**Task goal**
Pull each line containing "block" out of the data and copy it.

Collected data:
★ ★ ★ ★ ★ ★ ★

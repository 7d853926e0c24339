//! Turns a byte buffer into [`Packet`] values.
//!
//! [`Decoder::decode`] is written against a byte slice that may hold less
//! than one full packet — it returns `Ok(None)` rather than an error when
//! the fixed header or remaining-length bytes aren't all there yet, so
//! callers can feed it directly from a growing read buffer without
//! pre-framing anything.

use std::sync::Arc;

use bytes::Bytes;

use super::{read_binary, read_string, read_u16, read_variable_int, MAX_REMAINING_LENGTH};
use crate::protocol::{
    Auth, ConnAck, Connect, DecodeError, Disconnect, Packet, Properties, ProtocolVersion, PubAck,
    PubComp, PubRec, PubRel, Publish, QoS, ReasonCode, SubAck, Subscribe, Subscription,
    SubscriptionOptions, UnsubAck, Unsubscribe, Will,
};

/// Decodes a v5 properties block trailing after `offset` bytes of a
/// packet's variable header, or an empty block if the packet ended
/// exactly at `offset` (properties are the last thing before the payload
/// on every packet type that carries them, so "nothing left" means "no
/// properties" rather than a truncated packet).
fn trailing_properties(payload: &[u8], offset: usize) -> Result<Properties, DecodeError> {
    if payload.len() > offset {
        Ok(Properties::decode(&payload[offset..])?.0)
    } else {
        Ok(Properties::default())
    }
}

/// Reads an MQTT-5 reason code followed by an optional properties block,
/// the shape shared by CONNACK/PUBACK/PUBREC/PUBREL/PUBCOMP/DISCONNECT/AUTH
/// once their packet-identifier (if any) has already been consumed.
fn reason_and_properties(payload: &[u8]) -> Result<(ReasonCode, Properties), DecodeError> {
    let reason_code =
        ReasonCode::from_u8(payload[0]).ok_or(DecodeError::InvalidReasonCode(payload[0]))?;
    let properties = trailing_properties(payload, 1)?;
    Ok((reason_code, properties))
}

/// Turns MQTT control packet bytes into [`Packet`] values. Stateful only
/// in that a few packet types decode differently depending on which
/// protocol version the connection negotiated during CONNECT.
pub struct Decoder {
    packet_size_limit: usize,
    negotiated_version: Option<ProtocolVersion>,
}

★ ★ ★ ★ ★ ★ ★

**Answer**
/// Decodes a v5 properties block trailing after `offset` bytes of a
/// packet's variable header, or an empty block if the packet ended
/// Reads an MQTT-5 reason code followed by an optional properties block,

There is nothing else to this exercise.